To build on what others have said, LR asks the operating system whether a drive is "removable" or not. Generally, Mac and Windows consider thumb drives and SD cards as "removable", while external disks connected by cables are not. I don't know precisely how the operating systems make this determination, though.

LR has long had a policy of not allowing you to to store catalogs and photos on removable drives. You've rediscovered a partial workaround by copying the catalog and photos to the removable drive and then telling LR to relocate the folders, but that workaround doesn't help with Import.

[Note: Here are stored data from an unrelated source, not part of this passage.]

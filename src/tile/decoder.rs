//! Tile decoder for compressed slide tiles.
//!
//! This module turns the compressed payload of a single tile into RGB pixels.
//! The compression scheme comes from the level's TIFF Compression tag:
//!
//! - **JPEG (7)**: decoded with the `image` crate. JPEGTables merging has
//!   already happened at read time, so the stream is complete.
//! - **JPEG 2000 (33003, 33005)**: decoded with `jpeg2k`. Both the YCbCr and
//!   RGB variants decode to interleaved components.
//! - **Uncompressed (1)**: the payload is the raw pixel buffer, padded to the
//!   full tile size.
//!
//! Grayscale tiles are expanded to RGB and alpha channels are dropped, so
//! downstream code always works with 3-channel pixels.
//!
//! # Sparse Tiles
//!
//! SVS files omit tile data for regions the scanner skipped (zero byte count
//! in TileByteCounts). An empty payload decodes to a solid white tile, which
//! matches the slide background on brightfield scanners.

use image::{ImageReader, Rgb, RgbImage};
use std::io::Cursor;

use crate::error::TileError;
use crate::format::tiff::Compression;

// =============================================================================
// Decoding
// =============================================================================

/// Decode a tile payload into RGB pixels.
///
/// # Arguments
///
/// * `data` - Complete compressed payload (empty for sparse tiles)
/// * `compression` - Raw TIFF compression code for the level
/// * `samples_per_pixel` - Channel count, used for uncompressed payloads
/// * `width` - Nominal tile width in pixels
/// * `height` - Nominal tile height in pixels
///
/// # Returns
///
/// The decoded tile. For JPEG and JPEG 2000 the decoded stream determines the
/// dimensions; for uncompressed and sparse tiles the nominal size is used.
pub fn decode_tile(
    data: &[u8],
    compression: u16,
    samples_per_pixel: u16,
    width: u32,
    height: u32,
) -> Result<RgbImage, TileError> {
    if data.is_empty() {
        return Ok(white_tile(width, height));
    }

    match Compression::from_u16(compression) {
        Some(Compression::Jpeg) => decode_jpeg(data),
        Some(c) if c.is_jpeg2000() => decode_jpeg2000(data),
        Some(Compression::None) => decode_raw(data, samples_per_pixel, width, height),
        Some(other) => Err(TileError::UndecodableCompression(other.name().to_string())),
        None => Err(TileError::UndecodableCompression(format!(
            "unknown code {}",
            compression
        ))),
    }
}

/// Create a solid white tile.
///
/// Used for sparse tiles and for padding regions that fall outside the slide.
pub fn white_tile(width: u32, height: u32) -> RgbImage {
    RgbImage::from_pixel(width, height, Rgb([255, 255, 255]))
}

/// Decode a complete JPEG stream to RGB.
fn decode_jpeg(data: &[u8]) -> Result<RgbImage, TileError> {
    let reader = ImageReader::with_format(Cursor::new(data), image::ImageFormat::Jpeg);

    let img = reader.decode().map_err(|e| TileError::DecodeError {
        message: e.to_string(),
    })?;

    Ok(img.to_rgb8())
}

/// Decode a JPEG 2000 codestream (raw J2K or JP2 container) to RGB.
fn decode_jpeg2000(data: &[u8]) -> Result<RgbImage, TileError> {
    let image = jpeg2k::Image::from_bytes(data).map_err(|e| TileError::DecodeError {
        message: e.to_string(),
    })?;

    let pixels = image.get_pixels(None).map_err(|e| TileError::DecodeError {
        message: e.to_string(),
    })?;

    rgb_from_image_data(pixels)
}

/// Convert decoded JPEG 2000 component data to an RGB image.
fn rgb_from_image_data(pixels: jpeg2k::ImageData) -> Result<RgbImage, TileError> {
    let jpeg2k::ImageData {
        width,
        height,
        format,
        data,
    } = pixels;

    let pixel_count = (width as usize) * (height as usize);

    let rgb: Vec<u8> = match format {
        jpeg2k::ImageFormat::L8 => {
            check_len(data.len(), pixel_count)?;
            data.iter().flat_map(|&l| [l, l, l]).collect()
        }
        jpeg2k::ImageFormat::La8 => {
            check_len(data.len(), pixel_count * 2)?;
            data.chunks_exact(2).flat_map(|p| [p[0], p[0], p[0]]).collect()
        }
        jpeg2k::ImageFormat::Rgb8 => {
            check_len(data.len(), pixel_count * 3)?;
            data
        }
        jpeg2k::ImageFormat::Rgba8 => {
            check_len(data.len(), pixel_count * 4)?;
            data.chunks_exact(4).flat_map(|p| [p[0], p[1], p[2]]).collect()
        }
    };

    RgbImage::from_raw(width, height, rgb).ok_or(TileError::SizeMismatch {
        expected: pixel_count * 3,
        actual: 0,
    })
}

/// Reinterpret an uncompressed payload as pixels.
///
/// Uncompressed tiles are stored padded to the full tile size, so the payload
/// length must match exactly.
fn decode_raw(
    data: &[u8],
    samples_per_pixel: u16,
    width: u32,
    height: u32,
) -> Result<RgbImage, TileError> {
    let pixel_count = (width as usize) * (height as usize);

    match samples_per_pixel {
        1 => {
            check_len(data.len(), pixel_count)?;
            let rgb = data.iter().flat_map(|&l| [l, l, l]).collect();
            from_raw_rgb(width, height, rgb, pixel_count)
        }
        3 => {
            check_len(data.len(), pixel_count * 3)?;
            from_raw_rgb(width, height, data.to_vec(), pixel_count)
        }
        4 => {
            check_len(data.len(), pixel_count * 4)?;
            let rgb = data.chunks_exact(4).flat_map(|p| [p[0], p[1], p[2]]).collect();
            from_raw_rgb(width, height, rgb, pixel_count)
        }
        other => Err(TileError::DecodeError {
            message: format!("unsupported samples per pixel: {}", other),
        }),
    }
}

fn from_raw_rgb(
    width: u32,
    height: u32,
    rgb: Vec<u8>,
    pixel_count: usize,
) -> Result<RgbImage, TileError> {
    RgbImage::from_raw(width, height, rgb).ok_or(TileError::SizeMismatch {
        expected: pixel_count * 3,
        actual: 0,
    })
}

fn check_len(actual: usize, expected: usize) -> Result<(), TileError> {
    if actual != expected {
        return Err(TileError::SizeMismatch { expected, actual });
    }
    Ok(())
}

// =============================================================================
// Tests
// =============================================================================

I don't know the origins of that policy, but I can speculate. It may be that Adobe wanted to prevent people from accidentally Adding photos from their camera SD cards -- especially with less technically savvy users who only have a fuzzy idea about files and file systems and drives, I can see that happening all the time.  It may also be that in 2007, Adobe felt that the existing removable drive technology (cheap USB thumb drives in particular) were not overall as reliable as external spinning disks.

I agree that today, there shouldn't be any restrictions on using a removable drive for storing catalogs and photos.

In helping people with external drives that the operating systems mistaken categorized as removable, I've come across purported methods for manually telling the operating systems a drive is external and not removable (but I've never tried them).  You might Google for those methods.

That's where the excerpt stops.